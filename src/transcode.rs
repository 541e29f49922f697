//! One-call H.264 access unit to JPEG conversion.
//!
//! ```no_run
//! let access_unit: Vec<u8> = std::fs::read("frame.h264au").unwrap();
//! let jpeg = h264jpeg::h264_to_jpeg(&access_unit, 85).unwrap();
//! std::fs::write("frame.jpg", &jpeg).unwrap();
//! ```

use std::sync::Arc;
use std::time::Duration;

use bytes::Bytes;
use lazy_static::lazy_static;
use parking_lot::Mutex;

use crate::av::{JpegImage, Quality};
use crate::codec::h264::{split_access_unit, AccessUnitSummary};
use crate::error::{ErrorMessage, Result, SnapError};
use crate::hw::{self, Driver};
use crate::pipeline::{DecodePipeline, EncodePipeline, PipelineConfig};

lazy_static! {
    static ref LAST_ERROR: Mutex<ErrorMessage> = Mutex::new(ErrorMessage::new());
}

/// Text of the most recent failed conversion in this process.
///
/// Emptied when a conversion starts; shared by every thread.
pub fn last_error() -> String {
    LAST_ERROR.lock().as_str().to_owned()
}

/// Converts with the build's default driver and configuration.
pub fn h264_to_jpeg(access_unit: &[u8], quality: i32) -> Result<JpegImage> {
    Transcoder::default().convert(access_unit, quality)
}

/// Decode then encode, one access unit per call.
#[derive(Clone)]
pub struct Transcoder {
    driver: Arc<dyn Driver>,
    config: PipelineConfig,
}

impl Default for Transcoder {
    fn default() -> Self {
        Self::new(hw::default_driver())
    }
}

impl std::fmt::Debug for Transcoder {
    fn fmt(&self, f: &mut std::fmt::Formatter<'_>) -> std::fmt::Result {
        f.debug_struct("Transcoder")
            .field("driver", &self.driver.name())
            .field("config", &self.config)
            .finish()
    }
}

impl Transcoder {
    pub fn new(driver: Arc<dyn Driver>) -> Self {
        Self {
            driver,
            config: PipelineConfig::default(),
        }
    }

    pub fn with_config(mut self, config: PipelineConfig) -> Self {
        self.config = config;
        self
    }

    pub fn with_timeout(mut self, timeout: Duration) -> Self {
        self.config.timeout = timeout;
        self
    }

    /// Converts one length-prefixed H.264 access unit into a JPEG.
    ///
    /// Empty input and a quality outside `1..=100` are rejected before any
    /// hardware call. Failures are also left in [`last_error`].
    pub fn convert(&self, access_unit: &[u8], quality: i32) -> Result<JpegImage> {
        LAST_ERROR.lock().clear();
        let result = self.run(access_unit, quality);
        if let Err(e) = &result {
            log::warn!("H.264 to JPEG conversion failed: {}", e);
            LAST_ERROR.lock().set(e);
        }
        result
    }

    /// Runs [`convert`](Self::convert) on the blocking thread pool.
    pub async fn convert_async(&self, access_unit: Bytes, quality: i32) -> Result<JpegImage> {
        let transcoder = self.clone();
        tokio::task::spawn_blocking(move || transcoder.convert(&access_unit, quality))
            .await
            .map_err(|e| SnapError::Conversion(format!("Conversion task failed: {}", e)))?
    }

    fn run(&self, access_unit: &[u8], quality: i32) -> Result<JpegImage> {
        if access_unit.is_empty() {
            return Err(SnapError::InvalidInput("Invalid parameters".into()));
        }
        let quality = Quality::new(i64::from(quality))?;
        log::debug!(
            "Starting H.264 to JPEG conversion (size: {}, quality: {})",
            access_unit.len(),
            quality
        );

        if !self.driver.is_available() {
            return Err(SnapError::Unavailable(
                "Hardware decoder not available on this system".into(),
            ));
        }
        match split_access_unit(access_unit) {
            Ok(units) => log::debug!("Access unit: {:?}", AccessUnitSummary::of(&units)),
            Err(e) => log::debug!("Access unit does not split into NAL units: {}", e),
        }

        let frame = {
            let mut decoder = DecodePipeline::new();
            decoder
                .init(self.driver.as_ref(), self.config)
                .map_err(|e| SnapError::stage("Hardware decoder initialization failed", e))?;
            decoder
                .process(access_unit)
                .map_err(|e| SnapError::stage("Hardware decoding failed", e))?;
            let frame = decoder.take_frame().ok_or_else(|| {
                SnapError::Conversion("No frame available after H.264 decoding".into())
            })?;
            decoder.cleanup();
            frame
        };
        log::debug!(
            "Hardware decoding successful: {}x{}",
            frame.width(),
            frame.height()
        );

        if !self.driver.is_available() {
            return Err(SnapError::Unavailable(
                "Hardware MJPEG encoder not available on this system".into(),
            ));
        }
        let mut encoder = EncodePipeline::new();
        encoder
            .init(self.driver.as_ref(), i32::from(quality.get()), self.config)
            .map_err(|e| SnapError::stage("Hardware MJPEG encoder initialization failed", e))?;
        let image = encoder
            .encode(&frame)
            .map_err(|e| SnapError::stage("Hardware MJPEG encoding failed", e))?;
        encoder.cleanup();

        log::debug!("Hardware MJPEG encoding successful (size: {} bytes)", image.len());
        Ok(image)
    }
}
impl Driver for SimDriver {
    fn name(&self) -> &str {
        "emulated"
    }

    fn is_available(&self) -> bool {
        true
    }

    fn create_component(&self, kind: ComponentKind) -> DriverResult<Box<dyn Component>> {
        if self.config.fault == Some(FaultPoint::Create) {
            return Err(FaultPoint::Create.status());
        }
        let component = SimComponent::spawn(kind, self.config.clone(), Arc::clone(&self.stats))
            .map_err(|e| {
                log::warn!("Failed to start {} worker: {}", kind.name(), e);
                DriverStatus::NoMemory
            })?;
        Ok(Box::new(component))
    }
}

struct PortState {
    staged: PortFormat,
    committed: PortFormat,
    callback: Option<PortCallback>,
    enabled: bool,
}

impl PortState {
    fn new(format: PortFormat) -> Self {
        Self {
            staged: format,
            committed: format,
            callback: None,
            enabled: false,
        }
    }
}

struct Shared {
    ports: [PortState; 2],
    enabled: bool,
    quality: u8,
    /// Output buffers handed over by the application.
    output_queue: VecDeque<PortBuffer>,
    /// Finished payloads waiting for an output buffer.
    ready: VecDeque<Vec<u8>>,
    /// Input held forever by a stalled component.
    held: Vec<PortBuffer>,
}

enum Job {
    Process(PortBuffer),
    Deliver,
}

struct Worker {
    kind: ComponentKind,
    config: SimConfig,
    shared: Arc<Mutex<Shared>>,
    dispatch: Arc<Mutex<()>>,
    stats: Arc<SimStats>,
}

________________________

Reproduce the full listing above, keeping every line intact.

filename src/transcode.rs
repository 541e29f49922f697
//! One-call H.264 access unit to JPEG conversion.
//!
//! ```no_run
//! let access_unit: Vec<u8> = std::fs::read("frame.h264au").unwrap();
//! let jpeg = h264jpeg::h264_to_jpeg(&access_unit, 85).unwrap();
//! std::fs::write("frame.jpg", &jpeg).unwrap();
//! ```

use std::sync::Arc;
use std::time::Duration;

use bytes::Bytes;
use lazy_static::lazy_static;
use parking_lot::Mutex;

use crate::av::{JpegImage, Quality};
use crate::codec::h264::{split_access_unit, AccessUnitSummary};
use crate::error::{ErrorMessage, Result, SnapError};
use crate::hw::{self, Driver};
use crate::pipeline::{DecodePipeline, EncodePipeline, PipelineConfig};

lazy_static! {
    static ref LAST_ERROR: Mutex<ErrorMessage> = Mutex::new(ErrorMessage::new());
}

/// Text of the most recent failed conversion in this process.
///
/// Emptied when a conversion starts; shared by every thread.
pub fn last_error() -> String {
    LAST_ERROR.lock().as_str().to_owned()
}

/// Converts with the build's default driver and configuration.
pub fn h264_to_jpeg(access_unit: &[u8], quality: i32) -> Result<JpegImage> {
    Transcoder::default().convert(access_unit, quality)
}

/// Decode then encode, one access unit per call.
#[derive(Clone)]
pub struct Transcoder {
    driver: Arc<dyn Driver>,
    config: PipelineConfig,
}

impl Default for Transcoder {
    fn default() -> Self {
        Self::new(hw::default_driver())
    }
}

impl std::fmt::Debug for Transcoder {
    fn fmt(&self, f: &mut std::fmt::Formatter<'_>) -> std::fmt::Result {
        f.debug_struct("Transcoder")
            .field("driver", &self.driver.name())
            .field("config", &self.config)
            .finish()
    }
}

impl Transcoder {
    pub fn new(driver: Arc<dyn Driver>) -> Self {
        Self {
            driver,
            config: PipelineConfig::default(),
        }
    }

    pub fn with_config(mut self, config: PipelineConfig) -> Self {
        self.config = config;
        self
    }

    pub fn with_timeout(mut self, timeout: Duration) -> Self {
        self.config.timeout = timeout;
        self
    }

    /// Converts one length-prefixed H.264 access unit into a JPEG.
    ///
    /// Empty input and a quality outside `1..=100` are rejected before any
    /// hardware call. Failures are also left in [`last_error`].
    pub fn convert(&self, access_unit: &[u8], quality: i32) -> Result<JpegImage> {
        LAST_ERROR.lock().clear();
        let result = self.run(access_unit, quality);
        if let Err(e) = &result {
            log::warn!("H.264 to JPEG conversion failed: {}", e);
            LAST_ERROR.lock().set(e);
        }
        result
    }

    /// Runs [`convert`](Self::convert) on the blocking thread pool.
    pub async fn convert_async(&self, access_unit: Bytes, quality: i32) -> Result<JpegImage> {
        let transcoder = self.clone();
        tokio::task::spawn_blocking(move || transcoder.convert(&access_unit, quality))
            .await
            .map_err(|e| SnapError::Conversion(format!("Conversion task failed: {}", e)))?
    }

    fn run(&self, access_unit: &[u8], quality: i32) -> Result<JpegImage> {
        if access_unit.is_empty() {
            return Err(SnapError::InvalidInput("Invalid parameters".into()));
        }
        let quality = Quality::new(i64::from(quality))?;
        log::debug!(
            "Starting H.264 to JPEG conversion (size: {}, quality: {})",
            access_unit.len(),
            quality
        );

        if !self.driver.is_available() {
            return Err(SnapError::Unavailable(
                "Hardware decoder not available on this system".into(),
            ));
        }
        match split_access_unit(access_unit) {
            Ok(units) => log::debug!("Access unit: {:?}", AccessUnitSummary::of(&units)),
            Err(e) => log::debug!("Access unit does not split into NAL units: {}", e),
        }

        let frame = {
            let mut decoder = DecodePipeline::new();
            decoder
                .init(self.driver.as_ref(), self.config)
                .map_err(|e| SnapError::stage("Hardware decoder initialization failed", e))?;
            decoder
                .process(access_unit)
                .map_err(|e| SnapError::stage("Hardware decoding failed", e))?;
            let frame = decoder.take_frame().ok_or_else(|| {
                SnapError::Conversion("No frame available after H.264 decoding".into())
            })?;
            decoder.cleanup();
            frame
        };
        log::debug!(
            "Hardware decoding successful: {}x{}",
            frame.width(),
            frame.height()
        );

        if !self.driver.is_available() {
            return Err(SnapError::Unavailable(
                "Hardware MJPEG encoder not available on this system".into(),
            ));
        }
        let mut encoder = EncodePipeline::new();
        encoder
            .init(self.driver.as_ref(), i32::from(quality.get()), self.config)
            .map_err(|e| SnapError::stage("Hardware MJPEG encoder initialization failed", e))?;
        let image = encoder
            .encode(&frame)
            .map_err(|e| SnapError::stage("Hardware MJPEG encoding failed", e))?;
        encoder.cleanup();

        log::debug!("Hardware MJPEG encoding successful (size: {} bytes)", image.len());
        Ok(image)
    }
}
impl Driver for SimDriver {
    fn name(&self) -> &str {
        "emulated"
    }

    fn is_available(&self) -> bool {
        true
    }

    fn create_component(&self, kind: ComponentKind) -> DriverResult<Box<dyn Component>> {
        if self.config.fault == Some(FaultPoint::Create) {
            return Err(FaultPoint::Create.status());
        }
        let component = SimComponent::spawn(kind, self.config.clone(), Arc::clone(&self.stats))
            .map_err(|e| {
                log::warn!("Failed to start {} worker: {}", kind.name(), e);
                DriverStatus::NoMemory
            })?;
        Ok(Box::new(component))
    }
}

struct PortState {
    staged: PortFormat,
    committed: PortFormat,
    callback: Option<PortCallback>,
    enabled: bool,
}

impl PortState {
    fn new(format: PortFormat) -> Self {
        Self {
            staged: format,
            committed: format,
            callback: None,
            enabled: false,
        }
    }
}

struct Shared {
    ports: [PortState; 2],
    enabled: bool,
    quality: u8,
    /// Output buffers handed over by the application.
    output_queue: VecDeque<PortBuffer>,
    /// Finished payloads waiting for an output buffer.
    ready: VecDeque<Vec<u8>>,
    /// Input held forever by a stalled component.
    held: Vec<PortBuffer>,
}

enum Job {
    Process(PortBuffer),
    Deliver,
}

struct Worker {
    kind: ComponentKind,
    config: SimConfig,
    shared: Arc<Mutex<Shared>>,
    dispatch: Arc<Mutex<()>>,
    stats: Arc<SimStats>,
}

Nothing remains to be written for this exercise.